**Task brief**
From the entries below, return only the lines starting at the one that contains "filename src/comments.rs" and ending at the one that contains "that added nothing", exactly as they stand.

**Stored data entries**

◇ ◇ ◇ ◇ ◇ ◇ ◇

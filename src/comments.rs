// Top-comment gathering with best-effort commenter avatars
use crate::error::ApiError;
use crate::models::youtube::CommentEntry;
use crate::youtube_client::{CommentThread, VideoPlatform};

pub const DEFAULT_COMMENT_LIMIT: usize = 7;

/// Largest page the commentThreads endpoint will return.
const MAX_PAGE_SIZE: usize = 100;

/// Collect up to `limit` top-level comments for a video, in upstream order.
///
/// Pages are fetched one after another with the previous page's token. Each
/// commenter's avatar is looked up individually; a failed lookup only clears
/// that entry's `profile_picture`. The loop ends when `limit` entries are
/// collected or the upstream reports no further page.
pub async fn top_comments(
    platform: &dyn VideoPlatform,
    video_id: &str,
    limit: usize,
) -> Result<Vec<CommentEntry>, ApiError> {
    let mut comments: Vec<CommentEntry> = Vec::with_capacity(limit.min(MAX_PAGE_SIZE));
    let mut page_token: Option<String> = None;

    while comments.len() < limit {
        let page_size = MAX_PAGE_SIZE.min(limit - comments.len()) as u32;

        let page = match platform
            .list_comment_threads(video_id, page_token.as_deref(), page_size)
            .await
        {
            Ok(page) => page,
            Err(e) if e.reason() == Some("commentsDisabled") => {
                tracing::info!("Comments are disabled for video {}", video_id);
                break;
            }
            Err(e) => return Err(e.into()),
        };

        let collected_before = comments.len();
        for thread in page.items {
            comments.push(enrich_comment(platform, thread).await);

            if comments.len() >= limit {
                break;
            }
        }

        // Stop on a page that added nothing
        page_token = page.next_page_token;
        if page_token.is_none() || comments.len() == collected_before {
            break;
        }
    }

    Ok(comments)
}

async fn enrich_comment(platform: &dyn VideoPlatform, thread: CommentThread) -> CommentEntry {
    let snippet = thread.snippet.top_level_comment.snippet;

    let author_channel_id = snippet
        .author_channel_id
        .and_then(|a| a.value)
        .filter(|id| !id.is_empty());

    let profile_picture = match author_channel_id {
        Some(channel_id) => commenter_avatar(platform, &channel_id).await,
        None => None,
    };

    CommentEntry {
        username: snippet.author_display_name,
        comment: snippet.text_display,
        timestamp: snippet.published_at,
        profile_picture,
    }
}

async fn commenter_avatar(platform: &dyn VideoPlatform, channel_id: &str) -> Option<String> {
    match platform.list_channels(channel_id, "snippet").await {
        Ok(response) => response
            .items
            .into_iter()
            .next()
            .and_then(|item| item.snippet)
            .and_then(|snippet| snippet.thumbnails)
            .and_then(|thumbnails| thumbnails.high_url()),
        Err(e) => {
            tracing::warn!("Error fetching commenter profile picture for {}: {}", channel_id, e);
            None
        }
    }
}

◇ ◇ ◇ ◇ ◇ ◇ ◇

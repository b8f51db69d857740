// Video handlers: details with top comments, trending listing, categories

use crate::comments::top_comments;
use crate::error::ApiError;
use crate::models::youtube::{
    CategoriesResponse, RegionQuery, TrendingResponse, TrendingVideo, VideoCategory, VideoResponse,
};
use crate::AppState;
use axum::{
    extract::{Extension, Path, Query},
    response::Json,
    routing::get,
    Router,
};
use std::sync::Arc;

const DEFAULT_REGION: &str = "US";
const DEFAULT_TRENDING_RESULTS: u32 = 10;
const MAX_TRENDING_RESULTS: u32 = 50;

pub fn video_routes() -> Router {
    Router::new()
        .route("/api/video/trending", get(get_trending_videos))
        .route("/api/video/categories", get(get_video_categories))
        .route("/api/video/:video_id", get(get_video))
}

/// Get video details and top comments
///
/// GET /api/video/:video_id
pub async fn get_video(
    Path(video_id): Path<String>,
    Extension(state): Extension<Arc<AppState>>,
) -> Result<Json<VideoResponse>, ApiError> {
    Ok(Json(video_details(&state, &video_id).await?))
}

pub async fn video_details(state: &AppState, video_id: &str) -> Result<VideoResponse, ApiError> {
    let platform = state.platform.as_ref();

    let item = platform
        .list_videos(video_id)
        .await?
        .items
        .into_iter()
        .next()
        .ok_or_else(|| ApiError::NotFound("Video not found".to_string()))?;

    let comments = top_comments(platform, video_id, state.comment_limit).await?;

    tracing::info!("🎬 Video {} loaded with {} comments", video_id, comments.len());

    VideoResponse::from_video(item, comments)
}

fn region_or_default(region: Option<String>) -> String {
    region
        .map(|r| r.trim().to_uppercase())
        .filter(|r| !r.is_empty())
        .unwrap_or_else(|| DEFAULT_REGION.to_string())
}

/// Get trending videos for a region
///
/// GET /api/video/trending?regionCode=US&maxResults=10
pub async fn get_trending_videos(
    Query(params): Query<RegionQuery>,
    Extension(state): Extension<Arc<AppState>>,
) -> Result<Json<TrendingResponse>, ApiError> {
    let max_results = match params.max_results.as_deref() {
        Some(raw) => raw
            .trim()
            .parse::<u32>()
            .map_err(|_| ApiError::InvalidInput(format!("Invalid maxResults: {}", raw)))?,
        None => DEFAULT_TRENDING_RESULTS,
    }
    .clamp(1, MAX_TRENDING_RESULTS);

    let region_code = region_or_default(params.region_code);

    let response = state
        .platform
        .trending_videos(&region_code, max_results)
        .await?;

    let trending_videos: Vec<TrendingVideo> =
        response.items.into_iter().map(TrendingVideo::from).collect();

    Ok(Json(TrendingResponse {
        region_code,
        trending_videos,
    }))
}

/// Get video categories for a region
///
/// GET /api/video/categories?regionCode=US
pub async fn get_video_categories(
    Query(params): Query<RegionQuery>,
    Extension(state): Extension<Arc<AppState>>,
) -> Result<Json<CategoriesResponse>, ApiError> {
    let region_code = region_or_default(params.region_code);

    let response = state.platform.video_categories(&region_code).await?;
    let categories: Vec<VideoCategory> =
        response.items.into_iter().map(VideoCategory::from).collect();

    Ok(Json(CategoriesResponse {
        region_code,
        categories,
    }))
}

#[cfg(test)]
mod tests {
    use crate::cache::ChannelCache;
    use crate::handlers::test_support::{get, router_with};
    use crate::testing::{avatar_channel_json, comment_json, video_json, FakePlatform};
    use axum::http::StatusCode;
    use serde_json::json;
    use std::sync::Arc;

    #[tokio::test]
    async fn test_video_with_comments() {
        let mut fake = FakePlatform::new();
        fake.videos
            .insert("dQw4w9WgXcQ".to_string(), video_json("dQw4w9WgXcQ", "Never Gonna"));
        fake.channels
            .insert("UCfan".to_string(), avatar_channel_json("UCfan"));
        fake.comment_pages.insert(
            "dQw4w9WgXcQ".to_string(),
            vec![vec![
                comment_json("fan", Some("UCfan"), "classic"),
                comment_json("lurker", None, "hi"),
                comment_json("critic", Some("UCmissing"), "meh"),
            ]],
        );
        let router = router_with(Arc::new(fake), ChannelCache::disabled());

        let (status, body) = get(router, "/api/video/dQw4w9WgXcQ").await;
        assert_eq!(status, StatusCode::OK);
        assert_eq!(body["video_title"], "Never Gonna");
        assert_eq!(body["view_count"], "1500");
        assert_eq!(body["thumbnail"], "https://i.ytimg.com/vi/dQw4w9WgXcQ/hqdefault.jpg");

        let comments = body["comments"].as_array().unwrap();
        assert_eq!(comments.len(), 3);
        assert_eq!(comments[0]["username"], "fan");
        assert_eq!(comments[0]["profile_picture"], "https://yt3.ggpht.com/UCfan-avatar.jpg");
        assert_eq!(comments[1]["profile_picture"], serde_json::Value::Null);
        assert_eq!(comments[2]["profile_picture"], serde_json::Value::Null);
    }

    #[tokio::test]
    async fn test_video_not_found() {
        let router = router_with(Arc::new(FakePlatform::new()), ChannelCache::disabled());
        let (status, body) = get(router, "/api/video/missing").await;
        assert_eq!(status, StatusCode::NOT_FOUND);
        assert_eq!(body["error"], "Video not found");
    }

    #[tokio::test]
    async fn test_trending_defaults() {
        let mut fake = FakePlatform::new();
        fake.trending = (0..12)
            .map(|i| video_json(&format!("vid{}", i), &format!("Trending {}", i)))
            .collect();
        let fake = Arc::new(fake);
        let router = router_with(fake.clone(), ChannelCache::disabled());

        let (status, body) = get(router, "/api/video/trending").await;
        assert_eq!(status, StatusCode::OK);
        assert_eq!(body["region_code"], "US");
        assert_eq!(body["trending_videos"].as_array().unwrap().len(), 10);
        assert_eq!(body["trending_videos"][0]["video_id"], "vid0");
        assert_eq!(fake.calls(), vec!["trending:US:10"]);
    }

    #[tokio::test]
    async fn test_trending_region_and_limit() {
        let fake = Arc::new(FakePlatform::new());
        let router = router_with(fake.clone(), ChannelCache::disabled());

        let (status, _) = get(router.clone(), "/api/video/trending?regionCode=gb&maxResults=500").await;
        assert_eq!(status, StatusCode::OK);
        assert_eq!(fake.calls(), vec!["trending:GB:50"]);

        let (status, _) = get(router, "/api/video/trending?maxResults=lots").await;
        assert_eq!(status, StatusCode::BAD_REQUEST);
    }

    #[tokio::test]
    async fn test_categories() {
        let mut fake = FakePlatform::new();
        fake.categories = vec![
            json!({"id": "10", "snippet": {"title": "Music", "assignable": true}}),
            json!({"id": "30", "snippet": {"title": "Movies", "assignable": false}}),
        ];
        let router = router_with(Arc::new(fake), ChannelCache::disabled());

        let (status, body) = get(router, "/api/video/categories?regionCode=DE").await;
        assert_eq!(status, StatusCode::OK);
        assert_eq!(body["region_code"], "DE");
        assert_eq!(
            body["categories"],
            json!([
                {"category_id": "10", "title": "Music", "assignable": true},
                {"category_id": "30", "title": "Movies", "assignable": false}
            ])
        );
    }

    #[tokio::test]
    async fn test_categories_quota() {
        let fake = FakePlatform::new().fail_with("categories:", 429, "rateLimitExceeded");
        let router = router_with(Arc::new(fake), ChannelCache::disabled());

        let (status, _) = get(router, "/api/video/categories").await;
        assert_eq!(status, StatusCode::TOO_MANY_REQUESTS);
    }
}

◇ ◇ ◇ ◇ ◇ ◇ ◇

**Answer section**
filename src/comments.rs
// Top-comment gathering with best-effort commenter avatars
use crate::error::ApiError;
use crate::models::youtube::CommentEntry;
use crate::youtube_client::{CommentThread, VideoPlatform};

pub const DEFAULT_COMMENT_LIMIT: usize = 7;

/// Largest page the commentThreads endpoint will return.
const MAX_PAGE_SIZE: usize = 100;

/// Collect up to `limit` top-level comments for a video, in upstream order.
///
/// Pages are fetched one after another with the previous page's token. Each
/// commenter's avatar is looked up individually; a failed lookup only clears
/// that entry's `profile_picture`. The loop ends when `limit` entries are
/// collected or the upstream reports no further page.
pub async fn top_comments(
    platform: &dyn VideoPlatform,
    video_id: &str,
    limit: usize,
) -> Result<Vec<CommentEntry>, ApiError> {
    let mut comments: Vec<CommentEntry> = Vec::with_capacity(limit.min(MAX_PAGE_SIZE));
    let mut page_token: Option<String> = None;

    while comments.len() < limit {
        let page_size = MAX_PAGE_SIZE.min(limit - comments.len()) as u32;

        let page = match platform
            .list_comment_threads(video_id, page_token.as_deref(), page_size)
            .await
        {
            Ok(page) => page,
            Err(e) if e.reason() == Some("commentsDisabled") => {
                tracing::info!("Comments are disabled for video {}", video_id);
                break;
            }
            Err(e) => return Err(e.into()),
        };

        let collected_before = comments.len();
        for thread in page.items {
            comments.push(enrich_comment(platform, thread).await);

            if comments.len() >= limit {
                break;
            }
        }

        // Stop on a page that added nothing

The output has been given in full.